- Aim of the task
Among the lines below, keep only those from the one containing "BookTrack HTTP server" through the one containing "pub fn route(mut", and reproduce them exactly.

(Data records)
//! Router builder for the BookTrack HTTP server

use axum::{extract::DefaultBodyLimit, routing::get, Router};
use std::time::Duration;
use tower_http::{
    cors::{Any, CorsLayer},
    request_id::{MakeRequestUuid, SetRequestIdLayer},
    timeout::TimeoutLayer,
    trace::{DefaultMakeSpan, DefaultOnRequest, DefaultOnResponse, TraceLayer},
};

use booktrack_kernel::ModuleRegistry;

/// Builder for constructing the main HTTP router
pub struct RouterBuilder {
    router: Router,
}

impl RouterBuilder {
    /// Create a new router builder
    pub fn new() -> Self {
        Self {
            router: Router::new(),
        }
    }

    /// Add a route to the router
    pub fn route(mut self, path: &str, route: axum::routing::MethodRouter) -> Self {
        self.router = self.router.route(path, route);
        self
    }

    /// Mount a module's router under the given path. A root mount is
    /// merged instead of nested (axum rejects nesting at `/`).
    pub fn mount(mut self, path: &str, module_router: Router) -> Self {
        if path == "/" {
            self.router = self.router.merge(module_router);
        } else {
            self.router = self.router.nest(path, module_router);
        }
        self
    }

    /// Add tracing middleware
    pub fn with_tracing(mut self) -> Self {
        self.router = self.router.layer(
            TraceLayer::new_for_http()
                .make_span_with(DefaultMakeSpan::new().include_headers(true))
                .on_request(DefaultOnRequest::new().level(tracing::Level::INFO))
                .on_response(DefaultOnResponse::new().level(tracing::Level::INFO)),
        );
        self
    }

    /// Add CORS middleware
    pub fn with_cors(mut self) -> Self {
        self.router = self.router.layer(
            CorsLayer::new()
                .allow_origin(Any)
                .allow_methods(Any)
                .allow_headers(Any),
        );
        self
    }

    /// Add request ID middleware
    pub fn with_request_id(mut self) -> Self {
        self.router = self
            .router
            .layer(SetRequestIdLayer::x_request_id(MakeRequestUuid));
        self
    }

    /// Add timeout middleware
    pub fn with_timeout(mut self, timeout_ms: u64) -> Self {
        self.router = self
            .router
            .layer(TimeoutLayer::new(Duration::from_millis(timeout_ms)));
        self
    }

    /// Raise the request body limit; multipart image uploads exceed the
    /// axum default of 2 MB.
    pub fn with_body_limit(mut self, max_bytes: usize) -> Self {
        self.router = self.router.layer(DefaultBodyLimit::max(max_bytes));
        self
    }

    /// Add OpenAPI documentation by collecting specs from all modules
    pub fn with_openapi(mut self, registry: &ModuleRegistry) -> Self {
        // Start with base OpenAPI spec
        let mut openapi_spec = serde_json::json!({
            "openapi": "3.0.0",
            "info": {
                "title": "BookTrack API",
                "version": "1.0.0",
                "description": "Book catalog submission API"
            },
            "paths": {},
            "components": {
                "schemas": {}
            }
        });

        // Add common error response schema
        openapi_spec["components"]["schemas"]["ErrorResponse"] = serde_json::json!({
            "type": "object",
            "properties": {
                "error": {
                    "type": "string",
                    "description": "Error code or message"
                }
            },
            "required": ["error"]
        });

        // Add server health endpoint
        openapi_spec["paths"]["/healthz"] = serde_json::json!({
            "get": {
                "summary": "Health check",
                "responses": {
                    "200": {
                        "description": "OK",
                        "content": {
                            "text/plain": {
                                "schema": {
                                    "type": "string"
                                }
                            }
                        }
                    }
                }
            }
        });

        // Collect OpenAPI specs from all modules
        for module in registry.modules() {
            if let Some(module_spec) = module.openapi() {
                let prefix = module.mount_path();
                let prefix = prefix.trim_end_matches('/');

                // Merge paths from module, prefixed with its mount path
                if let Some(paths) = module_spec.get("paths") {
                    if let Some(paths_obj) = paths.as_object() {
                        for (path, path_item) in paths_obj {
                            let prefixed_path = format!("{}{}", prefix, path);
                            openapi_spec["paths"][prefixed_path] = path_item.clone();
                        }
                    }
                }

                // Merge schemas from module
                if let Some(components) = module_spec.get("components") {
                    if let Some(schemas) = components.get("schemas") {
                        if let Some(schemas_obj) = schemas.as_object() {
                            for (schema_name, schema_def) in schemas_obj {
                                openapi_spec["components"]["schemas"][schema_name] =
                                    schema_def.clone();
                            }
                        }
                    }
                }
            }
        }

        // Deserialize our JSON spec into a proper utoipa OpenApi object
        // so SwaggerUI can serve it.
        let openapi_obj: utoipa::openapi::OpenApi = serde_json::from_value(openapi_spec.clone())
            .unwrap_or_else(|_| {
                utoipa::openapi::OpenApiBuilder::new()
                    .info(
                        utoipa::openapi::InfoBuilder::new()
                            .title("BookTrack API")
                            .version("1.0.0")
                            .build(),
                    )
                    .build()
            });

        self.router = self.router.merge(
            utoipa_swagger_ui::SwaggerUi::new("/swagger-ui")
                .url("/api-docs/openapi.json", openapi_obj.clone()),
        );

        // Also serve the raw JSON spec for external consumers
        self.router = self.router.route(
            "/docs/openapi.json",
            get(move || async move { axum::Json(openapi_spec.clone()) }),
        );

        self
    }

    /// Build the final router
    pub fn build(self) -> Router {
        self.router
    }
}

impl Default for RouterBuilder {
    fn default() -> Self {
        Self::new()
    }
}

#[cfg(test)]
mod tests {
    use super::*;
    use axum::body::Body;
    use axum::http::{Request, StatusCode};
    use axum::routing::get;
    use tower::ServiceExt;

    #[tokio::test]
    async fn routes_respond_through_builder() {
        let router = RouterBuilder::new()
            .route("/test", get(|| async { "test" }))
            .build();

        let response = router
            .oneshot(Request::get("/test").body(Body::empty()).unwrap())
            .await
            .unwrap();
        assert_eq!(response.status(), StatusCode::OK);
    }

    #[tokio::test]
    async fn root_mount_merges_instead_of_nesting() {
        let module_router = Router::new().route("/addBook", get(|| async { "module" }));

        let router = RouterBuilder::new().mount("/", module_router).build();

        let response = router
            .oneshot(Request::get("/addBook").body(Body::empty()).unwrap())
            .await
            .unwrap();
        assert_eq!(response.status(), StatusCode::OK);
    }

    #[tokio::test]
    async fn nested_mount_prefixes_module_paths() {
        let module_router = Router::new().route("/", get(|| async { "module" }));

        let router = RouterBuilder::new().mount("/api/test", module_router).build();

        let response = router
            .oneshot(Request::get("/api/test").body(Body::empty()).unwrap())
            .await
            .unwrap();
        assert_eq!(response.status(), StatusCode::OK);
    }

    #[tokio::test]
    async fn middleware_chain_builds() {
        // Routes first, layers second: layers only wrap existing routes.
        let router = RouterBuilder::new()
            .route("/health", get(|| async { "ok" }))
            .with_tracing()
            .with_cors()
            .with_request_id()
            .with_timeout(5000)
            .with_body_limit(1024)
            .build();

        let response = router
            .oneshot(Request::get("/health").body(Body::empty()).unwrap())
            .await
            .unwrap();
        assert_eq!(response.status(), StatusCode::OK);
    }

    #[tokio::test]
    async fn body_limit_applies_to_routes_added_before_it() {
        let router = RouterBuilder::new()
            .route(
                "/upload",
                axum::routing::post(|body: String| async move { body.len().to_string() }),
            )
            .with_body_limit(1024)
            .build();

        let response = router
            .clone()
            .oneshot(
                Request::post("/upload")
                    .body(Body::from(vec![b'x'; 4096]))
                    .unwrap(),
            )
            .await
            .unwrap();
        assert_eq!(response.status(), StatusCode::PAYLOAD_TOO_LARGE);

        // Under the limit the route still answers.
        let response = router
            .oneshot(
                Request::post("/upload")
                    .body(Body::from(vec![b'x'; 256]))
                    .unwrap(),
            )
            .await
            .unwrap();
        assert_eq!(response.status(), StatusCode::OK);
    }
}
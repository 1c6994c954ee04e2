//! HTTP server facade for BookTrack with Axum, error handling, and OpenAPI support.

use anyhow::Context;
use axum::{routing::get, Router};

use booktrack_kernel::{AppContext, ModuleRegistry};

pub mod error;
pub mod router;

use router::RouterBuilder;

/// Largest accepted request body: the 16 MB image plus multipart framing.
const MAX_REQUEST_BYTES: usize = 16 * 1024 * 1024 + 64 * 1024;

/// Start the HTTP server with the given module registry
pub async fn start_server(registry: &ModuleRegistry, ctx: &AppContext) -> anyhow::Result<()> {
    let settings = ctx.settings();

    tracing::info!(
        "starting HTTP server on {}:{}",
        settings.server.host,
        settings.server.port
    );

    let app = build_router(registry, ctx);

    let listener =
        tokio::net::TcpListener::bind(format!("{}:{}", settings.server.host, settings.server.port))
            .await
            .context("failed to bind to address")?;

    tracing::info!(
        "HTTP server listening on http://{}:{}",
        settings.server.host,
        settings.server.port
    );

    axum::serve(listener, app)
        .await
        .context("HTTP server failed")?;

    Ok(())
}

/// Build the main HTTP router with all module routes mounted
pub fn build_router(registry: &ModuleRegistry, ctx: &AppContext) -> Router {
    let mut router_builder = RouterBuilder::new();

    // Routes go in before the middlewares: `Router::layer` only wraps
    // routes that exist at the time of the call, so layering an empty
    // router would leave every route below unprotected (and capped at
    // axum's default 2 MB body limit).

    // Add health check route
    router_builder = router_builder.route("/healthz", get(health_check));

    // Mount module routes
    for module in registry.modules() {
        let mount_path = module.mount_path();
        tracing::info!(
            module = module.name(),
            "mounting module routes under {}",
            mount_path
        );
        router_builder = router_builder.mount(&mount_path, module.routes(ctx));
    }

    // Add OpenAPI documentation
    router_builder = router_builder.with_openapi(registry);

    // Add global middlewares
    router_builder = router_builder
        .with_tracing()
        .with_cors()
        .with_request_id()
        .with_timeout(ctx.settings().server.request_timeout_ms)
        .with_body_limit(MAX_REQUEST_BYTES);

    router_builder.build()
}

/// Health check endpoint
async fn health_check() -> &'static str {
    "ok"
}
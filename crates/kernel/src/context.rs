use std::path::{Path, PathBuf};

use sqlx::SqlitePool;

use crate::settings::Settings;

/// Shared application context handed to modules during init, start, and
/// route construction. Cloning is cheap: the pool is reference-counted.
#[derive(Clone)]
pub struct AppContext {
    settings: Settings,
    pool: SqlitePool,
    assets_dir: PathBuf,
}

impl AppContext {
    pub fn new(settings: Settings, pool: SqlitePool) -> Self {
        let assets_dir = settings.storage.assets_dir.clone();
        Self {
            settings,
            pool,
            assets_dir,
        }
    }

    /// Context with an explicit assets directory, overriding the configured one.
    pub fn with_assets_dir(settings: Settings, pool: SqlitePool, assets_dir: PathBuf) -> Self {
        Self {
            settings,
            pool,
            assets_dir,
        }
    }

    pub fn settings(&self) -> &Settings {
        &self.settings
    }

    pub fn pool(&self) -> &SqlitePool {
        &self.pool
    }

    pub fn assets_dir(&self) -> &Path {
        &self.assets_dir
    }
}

==

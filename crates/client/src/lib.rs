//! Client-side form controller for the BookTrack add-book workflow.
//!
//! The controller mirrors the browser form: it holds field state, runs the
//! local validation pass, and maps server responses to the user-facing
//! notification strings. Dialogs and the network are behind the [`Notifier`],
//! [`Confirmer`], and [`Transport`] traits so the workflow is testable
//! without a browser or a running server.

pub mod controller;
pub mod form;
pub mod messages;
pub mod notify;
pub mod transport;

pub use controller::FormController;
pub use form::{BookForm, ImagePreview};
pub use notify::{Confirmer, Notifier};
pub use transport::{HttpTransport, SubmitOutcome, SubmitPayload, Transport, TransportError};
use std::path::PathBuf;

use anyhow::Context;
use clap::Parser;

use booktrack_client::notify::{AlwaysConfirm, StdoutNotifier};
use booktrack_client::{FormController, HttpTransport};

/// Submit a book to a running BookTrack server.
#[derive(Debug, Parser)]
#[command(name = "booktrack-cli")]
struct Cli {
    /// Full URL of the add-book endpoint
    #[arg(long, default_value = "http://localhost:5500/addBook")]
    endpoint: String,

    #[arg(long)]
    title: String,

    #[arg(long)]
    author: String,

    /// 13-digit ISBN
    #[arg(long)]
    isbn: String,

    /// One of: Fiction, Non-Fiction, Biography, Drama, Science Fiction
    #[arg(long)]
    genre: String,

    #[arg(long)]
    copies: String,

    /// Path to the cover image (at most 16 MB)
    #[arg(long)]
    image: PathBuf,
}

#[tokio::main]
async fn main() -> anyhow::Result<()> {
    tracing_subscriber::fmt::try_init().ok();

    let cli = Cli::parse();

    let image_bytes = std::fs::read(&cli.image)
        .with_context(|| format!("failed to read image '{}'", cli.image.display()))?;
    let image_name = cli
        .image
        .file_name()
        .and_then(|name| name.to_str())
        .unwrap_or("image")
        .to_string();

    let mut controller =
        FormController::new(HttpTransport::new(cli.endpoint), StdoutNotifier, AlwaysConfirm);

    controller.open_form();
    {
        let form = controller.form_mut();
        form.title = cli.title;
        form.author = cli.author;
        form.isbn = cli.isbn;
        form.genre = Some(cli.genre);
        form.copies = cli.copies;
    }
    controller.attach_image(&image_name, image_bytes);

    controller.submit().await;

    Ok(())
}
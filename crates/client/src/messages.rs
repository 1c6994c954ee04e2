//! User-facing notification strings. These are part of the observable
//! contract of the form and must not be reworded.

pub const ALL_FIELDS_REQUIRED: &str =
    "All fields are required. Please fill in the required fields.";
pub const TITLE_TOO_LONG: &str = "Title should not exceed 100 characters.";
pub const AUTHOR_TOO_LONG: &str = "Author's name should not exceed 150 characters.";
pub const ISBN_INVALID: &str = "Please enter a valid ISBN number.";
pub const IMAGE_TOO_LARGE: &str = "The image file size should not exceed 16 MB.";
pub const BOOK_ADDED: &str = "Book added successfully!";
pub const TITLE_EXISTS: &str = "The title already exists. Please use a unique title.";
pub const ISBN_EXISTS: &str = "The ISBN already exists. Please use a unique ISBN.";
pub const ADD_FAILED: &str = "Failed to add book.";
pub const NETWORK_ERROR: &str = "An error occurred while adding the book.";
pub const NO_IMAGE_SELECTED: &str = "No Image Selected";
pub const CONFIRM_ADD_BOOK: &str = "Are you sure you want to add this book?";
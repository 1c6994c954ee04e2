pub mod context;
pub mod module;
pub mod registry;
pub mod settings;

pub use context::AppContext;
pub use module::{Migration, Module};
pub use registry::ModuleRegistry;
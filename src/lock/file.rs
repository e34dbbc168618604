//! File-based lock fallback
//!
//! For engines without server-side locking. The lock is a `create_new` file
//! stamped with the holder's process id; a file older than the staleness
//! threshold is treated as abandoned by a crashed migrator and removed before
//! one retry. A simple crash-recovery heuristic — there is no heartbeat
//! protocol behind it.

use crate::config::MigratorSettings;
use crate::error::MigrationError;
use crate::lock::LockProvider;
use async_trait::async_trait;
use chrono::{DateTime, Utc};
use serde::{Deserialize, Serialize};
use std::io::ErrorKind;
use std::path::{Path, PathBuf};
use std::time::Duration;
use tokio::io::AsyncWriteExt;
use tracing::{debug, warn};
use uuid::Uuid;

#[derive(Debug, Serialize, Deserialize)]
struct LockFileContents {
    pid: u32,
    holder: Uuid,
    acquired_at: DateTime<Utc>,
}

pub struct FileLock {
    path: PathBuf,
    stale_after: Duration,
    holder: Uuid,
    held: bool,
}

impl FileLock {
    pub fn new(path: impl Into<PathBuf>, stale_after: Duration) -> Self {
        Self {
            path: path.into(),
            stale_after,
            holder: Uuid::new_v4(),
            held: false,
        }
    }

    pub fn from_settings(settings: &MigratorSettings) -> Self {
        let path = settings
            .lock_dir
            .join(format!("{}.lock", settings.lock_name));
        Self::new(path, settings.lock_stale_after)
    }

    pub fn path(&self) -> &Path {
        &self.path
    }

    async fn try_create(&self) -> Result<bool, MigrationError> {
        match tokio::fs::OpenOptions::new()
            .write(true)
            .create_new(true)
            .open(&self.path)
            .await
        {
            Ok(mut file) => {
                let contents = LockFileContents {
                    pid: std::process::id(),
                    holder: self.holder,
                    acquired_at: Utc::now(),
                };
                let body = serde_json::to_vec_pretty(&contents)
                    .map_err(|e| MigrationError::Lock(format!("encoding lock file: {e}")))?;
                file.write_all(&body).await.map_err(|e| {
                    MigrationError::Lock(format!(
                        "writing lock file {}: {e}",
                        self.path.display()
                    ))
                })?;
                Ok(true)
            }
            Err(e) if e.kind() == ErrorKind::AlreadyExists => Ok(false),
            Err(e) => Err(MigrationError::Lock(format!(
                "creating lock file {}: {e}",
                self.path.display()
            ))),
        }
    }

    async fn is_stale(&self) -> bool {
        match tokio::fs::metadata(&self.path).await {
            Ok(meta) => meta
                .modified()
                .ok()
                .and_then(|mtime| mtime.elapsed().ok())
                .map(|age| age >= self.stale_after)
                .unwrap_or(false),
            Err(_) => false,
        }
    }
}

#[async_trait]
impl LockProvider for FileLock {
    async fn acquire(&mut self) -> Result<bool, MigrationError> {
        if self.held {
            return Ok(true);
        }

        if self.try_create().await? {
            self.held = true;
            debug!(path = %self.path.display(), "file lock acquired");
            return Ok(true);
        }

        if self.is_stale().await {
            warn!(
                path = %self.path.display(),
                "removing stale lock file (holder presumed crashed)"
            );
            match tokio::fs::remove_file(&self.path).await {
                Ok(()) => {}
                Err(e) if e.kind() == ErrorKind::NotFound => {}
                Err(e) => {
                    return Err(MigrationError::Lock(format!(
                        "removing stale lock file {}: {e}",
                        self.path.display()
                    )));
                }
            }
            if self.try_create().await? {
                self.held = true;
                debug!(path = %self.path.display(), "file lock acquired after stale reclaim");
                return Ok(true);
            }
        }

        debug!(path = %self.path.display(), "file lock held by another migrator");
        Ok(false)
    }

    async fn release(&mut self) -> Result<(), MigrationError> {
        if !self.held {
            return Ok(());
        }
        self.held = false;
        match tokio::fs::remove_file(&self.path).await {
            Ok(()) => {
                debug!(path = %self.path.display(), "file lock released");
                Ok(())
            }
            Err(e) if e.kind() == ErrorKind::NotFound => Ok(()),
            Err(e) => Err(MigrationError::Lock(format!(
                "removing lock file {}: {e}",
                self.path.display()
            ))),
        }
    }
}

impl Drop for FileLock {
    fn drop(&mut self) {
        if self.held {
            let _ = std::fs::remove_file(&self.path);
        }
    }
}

- Response
//! Router builder for the BookTrack HTTP server

use axum::{extract::DefaultBodyLimit, routing::get, Router};
use std::time::Duration;
use tower_http::{
    cors::{Any, CorsLayer},
    request_id::{MakeRequestUuid, SetRequestIdLayer},
    timeout::TimeoutLayer,
    trace::{DefaultMakeSpan, DefaultOnRequest, DefaultOnResponse, TraceLayer},
};

use booktrack_kernel::ModuleRegistry;

/// Builder for constructing the main HTTP router
pub struct RouterBuilder {
    router: Router,
}

impl RouterBuilder {
    /// Create a new router builder
    pub fn new() -> Self {
        Self {
            router: Router::new(),
        }
    }

    /// Add a route to the router
    pub fn route(mut self, path: &str, route: axum::routing::MethodRouter) -> Self {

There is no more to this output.